REQUIRED ACTION | The job is to find each line in the entries holding the string "matches" and copy that line.

SUPPLIED INFORMATION |

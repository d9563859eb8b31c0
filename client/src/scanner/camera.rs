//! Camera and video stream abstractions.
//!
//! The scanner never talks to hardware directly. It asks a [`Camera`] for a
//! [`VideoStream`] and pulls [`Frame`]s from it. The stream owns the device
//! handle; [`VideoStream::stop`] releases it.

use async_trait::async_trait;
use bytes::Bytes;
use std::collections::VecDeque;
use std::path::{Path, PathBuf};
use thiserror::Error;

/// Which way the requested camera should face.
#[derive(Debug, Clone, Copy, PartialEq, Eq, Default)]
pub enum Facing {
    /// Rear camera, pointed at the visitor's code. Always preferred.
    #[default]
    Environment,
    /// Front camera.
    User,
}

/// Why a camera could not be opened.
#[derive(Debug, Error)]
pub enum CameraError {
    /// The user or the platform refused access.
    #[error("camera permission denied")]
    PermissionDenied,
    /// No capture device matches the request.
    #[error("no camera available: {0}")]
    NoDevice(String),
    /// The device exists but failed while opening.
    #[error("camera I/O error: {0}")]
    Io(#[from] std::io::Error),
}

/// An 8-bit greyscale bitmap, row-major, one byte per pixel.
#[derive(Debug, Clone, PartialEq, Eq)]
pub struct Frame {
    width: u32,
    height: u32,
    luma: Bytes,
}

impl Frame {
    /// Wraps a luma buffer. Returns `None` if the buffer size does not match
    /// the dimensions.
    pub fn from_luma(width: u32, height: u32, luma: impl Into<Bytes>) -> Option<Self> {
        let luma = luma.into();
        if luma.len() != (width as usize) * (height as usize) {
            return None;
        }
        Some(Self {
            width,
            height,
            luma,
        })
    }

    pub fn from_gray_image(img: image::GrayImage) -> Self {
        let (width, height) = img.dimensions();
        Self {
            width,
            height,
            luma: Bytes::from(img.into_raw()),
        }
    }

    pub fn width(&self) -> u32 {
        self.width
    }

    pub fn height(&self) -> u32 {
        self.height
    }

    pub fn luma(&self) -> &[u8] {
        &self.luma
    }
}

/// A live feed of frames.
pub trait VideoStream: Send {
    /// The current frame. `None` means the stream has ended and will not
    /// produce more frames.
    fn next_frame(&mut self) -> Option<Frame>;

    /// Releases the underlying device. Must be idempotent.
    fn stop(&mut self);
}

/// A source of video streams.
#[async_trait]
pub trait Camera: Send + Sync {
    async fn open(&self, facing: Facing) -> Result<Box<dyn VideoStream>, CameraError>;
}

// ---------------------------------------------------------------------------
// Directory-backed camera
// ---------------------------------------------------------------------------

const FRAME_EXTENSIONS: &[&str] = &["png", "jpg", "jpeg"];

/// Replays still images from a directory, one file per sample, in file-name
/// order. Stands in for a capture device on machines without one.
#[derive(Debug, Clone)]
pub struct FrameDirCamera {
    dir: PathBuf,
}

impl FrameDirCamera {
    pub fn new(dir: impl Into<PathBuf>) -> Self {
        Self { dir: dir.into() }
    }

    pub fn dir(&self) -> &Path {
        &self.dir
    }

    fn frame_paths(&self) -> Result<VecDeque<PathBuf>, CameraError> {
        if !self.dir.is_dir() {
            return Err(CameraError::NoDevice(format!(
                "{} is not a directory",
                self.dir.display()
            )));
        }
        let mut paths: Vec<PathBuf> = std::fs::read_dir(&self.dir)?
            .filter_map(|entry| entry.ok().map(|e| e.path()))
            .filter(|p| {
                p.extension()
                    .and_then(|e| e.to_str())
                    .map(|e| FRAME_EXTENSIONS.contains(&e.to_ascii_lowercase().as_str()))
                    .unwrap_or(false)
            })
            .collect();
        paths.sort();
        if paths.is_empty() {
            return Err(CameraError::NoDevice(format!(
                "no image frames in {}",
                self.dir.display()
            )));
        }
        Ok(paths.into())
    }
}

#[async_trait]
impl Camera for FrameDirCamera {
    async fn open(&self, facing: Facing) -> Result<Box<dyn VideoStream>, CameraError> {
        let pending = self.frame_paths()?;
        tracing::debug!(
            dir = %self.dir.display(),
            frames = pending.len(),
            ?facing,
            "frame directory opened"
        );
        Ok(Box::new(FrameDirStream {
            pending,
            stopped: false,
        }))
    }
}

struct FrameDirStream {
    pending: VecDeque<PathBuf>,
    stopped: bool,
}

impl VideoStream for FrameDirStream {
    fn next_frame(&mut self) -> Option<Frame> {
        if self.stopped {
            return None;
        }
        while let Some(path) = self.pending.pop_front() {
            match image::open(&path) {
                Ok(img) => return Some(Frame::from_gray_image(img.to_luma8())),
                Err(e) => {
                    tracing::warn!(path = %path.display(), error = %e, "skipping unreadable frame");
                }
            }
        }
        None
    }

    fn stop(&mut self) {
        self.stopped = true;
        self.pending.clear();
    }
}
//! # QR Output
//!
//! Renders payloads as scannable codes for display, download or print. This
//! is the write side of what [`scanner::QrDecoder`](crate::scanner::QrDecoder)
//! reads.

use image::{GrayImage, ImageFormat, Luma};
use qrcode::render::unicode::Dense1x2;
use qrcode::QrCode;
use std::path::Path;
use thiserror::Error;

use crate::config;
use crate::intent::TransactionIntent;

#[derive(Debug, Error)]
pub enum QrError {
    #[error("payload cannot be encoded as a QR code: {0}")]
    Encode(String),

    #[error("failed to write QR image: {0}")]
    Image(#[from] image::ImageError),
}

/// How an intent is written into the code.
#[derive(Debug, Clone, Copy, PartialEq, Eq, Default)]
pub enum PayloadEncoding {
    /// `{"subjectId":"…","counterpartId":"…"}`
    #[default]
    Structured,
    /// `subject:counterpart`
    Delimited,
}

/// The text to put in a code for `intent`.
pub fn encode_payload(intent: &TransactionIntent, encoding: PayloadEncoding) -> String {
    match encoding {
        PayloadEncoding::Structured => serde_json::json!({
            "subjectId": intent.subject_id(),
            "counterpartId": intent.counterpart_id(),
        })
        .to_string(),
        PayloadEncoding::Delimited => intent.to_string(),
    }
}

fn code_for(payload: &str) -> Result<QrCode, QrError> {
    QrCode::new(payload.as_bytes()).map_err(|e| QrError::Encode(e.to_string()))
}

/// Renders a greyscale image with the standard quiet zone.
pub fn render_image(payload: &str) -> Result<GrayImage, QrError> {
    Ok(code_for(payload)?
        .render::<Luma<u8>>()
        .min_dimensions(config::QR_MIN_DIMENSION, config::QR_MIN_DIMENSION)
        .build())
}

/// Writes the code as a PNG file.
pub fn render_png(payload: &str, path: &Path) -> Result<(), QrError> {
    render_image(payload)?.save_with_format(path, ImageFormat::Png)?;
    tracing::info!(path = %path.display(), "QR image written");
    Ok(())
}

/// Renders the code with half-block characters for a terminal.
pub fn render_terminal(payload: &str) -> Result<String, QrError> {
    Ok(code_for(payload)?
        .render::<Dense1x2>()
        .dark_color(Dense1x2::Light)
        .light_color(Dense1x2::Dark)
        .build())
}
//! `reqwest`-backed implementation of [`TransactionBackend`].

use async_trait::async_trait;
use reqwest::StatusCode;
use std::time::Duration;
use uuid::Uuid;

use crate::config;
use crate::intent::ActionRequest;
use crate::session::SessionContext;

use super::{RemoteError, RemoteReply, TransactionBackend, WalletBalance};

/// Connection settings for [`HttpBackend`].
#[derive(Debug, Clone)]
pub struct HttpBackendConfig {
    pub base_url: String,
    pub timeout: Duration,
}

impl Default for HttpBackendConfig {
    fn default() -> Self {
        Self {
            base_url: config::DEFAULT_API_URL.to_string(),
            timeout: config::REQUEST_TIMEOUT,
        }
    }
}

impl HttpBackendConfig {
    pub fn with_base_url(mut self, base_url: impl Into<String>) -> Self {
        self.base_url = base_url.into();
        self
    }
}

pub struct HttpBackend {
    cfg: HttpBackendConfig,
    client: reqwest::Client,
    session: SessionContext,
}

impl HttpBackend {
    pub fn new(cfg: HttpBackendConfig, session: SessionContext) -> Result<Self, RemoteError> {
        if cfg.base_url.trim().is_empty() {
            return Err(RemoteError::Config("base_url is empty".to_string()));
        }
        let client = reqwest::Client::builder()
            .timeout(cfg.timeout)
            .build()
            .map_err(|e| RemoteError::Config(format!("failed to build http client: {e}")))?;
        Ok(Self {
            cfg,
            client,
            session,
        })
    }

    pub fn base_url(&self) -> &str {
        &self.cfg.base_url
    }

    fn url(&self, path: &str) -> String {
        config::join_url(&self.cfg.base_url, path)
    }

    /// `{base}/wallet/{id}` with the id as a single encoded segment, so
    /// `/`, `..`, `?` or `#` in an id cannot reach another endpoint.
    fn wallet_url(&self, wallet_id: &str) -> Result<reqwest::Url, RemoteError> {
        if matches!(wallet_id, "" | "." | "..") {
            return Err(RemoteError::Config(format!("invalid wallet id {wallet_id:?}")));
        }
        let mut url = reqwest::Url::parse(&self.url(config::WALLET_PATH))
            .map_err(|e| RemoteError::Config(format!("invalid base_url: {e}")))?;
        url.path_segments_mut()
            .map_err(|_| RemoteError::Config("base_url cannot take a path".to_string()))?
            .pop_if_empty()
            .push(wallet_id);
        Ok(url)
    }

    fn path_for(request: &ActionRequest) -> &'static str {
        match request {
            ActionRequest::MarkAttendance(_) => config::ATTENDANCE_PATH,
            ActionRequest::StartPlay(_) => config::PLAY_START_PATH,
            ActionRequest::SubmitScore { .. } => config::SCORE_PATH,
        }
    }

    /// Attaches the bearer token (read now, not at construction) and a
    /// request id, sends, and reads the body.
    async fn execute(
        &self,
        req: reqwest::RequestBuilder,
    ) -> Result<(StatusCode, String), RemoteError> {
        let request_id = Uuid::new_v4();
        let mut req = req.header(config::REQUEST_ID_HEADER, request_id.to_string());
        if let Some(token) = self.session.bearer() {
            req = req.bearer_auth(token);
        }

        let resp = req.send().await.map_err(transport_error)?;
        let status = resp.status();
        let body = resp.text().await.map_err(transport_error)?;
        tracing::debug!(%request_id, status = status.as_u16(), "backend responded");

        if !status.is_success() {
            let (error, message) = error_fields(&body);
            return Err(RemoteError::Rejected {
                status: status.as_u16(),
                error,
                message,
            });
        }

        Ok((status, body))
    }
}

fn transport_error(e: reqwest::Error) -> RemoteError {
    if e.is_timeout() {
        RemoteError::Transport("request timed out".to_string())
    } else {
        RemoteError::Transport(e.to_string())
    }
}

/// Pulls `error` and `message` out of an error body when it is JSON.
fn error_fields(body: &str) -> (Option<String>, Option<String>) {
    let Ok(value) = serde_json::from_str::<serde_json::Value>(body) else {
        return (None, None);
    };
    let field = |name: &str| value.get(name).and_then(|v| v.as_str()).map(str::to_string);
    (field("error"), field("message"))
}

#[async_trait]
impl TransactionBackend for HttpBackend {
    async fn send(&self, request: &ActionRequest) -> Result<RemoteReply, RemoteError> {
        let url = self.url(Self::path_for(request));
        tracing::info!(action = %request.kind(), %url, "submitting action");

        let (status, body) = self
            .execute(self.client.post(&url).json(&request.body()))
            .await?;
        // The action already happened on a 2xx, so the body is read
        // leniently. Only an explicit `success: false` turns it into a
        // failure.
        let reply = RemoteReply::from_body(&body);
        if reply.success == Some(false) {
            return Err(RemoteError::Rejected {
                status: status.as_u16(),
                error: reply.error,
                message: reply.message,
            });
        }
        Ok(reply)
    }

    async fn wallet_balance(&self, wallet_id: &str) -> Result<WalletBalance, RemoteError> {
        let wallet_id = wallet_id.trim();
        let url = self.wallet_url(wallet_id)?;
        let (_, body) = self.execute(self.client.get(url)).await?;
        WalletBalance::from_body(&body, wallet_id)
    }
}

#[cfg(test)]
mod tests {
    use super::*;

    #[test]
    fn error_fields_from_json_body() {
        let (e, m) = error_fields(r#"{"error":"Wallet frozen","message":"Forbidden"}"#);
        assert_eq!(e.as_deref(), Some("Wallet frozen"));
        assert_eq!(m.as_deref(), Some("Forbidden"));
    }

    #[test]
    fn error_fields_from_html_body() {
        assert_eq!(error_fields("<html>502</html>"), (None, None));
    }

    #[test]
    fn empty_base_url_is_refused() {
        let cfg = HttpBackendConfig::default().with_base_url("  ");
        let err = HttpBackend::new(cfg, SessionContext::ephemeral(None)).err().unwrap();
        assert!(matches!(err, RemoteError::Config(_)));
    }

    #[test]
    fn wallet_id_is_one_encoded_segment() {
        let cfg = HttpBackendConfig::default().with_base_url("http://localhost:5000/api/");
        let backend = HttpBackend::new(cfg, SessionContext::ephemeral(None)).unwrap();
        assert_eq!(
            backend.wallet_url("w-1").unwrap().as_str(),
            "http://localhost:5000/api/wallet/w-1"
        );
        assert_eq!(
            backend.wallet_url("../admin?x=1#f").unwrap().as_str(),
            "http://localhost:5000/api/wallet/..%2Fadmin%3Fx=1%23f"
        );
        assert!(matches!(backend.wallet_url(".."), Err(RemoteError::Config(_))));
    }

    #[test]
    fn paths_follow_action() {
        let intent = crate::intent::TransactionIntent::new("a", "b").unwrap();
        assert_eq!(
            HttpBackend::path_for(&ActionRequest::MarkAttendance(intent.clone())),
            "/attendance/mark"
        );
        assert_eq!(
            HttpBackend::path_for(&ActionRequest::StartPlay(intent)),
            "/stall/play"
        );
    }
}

RESPONSE AREA |
    /// No capture device matches the request.
        if matches!(wallet_id, "" | "." | "..") {
        assert!(matches!(err, RemoteError::Config(_)));
        assert!(matches!(backend.wallet_url(".."), Err(RemoteError::Config(_))));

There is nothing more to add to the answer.